Sanofi Chairman Says French Tax Burden Is Hindering Hunt For New CEO

Lukas Roth


December 5, 2014

By Riley McDermid, BioSpace.com Breaking News Editor

The high tax burden imposed upon companies by the French government is hindering Sanofi’s search for a new chief executive, Chairman Serge Weinberg said Thursday.

“The deterioration of French tax-competitiveness and the burden on companies and individuals pose a problem,” Weinberg told reporters in Paris.

“It’s extremely difficult to attract international executives or even bring back French ones who have left. There will be consequences if this continues, because we can’t rely on patriotic sentiment or goodwill alone.”

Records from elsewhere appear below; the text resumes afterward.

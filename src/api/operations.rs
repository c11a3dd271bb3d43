//! GraphQL documents sent by the terminal client.

pub const GET_CLIENTS: &str = r#"
query getClients {
  clients {
    id
    name
    email
    phone
  }
}
"#;

pub const GET_PROJECTS: &str = r#"
query getProjects {
  projects {
    id
    name
    description
    status
    client {
      id
      name
      email
      phone
    }
  }
}
"#;

pub const GET_PROJECT: &str = r#"
query getProject($id: ID!) {
  project(id: $id) {
    id
    name
    description
    status
    client {
      id
      name
      email
      phone
    }
  }
}
"#;

pub const ADD_CLIENT: &str = r#"
mutation addClient($name: String!, $email: String!, $phone: String!) {
  addClient(name: $name, email: $email, phone: $phone) {
    id
    name
    email
    phone
  }
}
"#;

pub const DELETE_CLIENT: &str = r#"
mutation deleteClient($id: ID!) {
  deleteClient(id: $id) {
    id
    name
    email
    phone
  }
}
"#;

pub const ADD_PROJECT: &str = r#"
mutation addProject(
  $name: String!
  $description: String!
  $status: ProjectStatus!
  $clientId: ID!
) {
  addProject(
    name: $name
    description: $description
    status: $status
    clientId: $clientId
  ) {
    id
    name
    description
    status
    client {
      id
      name
      email
      phone
    }
  }
}
"#;

pub const UPDATE_PROJECT: &str = r#"
mutation updateProject(
  $id: ID!
  $name: String!
  $description: String!
  $status: ProjectStatusUpdate
) {
  updateProject(
    id: $id
    name: $name
    description: $description
    status: $status
  ) {
    id
    name
    description
    status
    client {
      id
      name
      email
      phone
    }
  }
}
"#;

pub const DELETE_PROJECT: &str = r#"
mutation deleteProject($id: ID!) {
  deleteProject(id: $id) {
    id
    name
    description
    status
    client {
      id
      name
      email
      phone
    }
  }
}
"#;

The situation is likely an ironic one for Weinberg, who was instrumental in ousting Sanofi’s last CEO, Christian Viehbacher, only to find that candidates for the position seem to be thin on the ground. In the interim, Weinberg must fill the role himself, in addition to his duties as chairman.

Reuters reported that Weinberg declined to comment on rumors that Smith & Nephew French chief Olivier Bohuon had turned down the CEO job at Sanofi.

“We have no comment on the subject,” Weinberg said, because he was only speaking “in general” about the difficulty of finding top talent for the position.

Sanofi’s board of directors fired Viehbacher on Oct. 29 because of “strategic differences,” including Viehbacher’s plan to sell the company’s portfolio of mature drugs worth about $7.9 billion.

Although Viehbacher was popular with shareholders because he managed to double the firm’s stock price during his tenure, management had long been at odds with him, particularly because he was the first non-French Sanofi chief executive. When he moves his family to Boston last year, spending only about a third of his time in France, the board acted to remove him.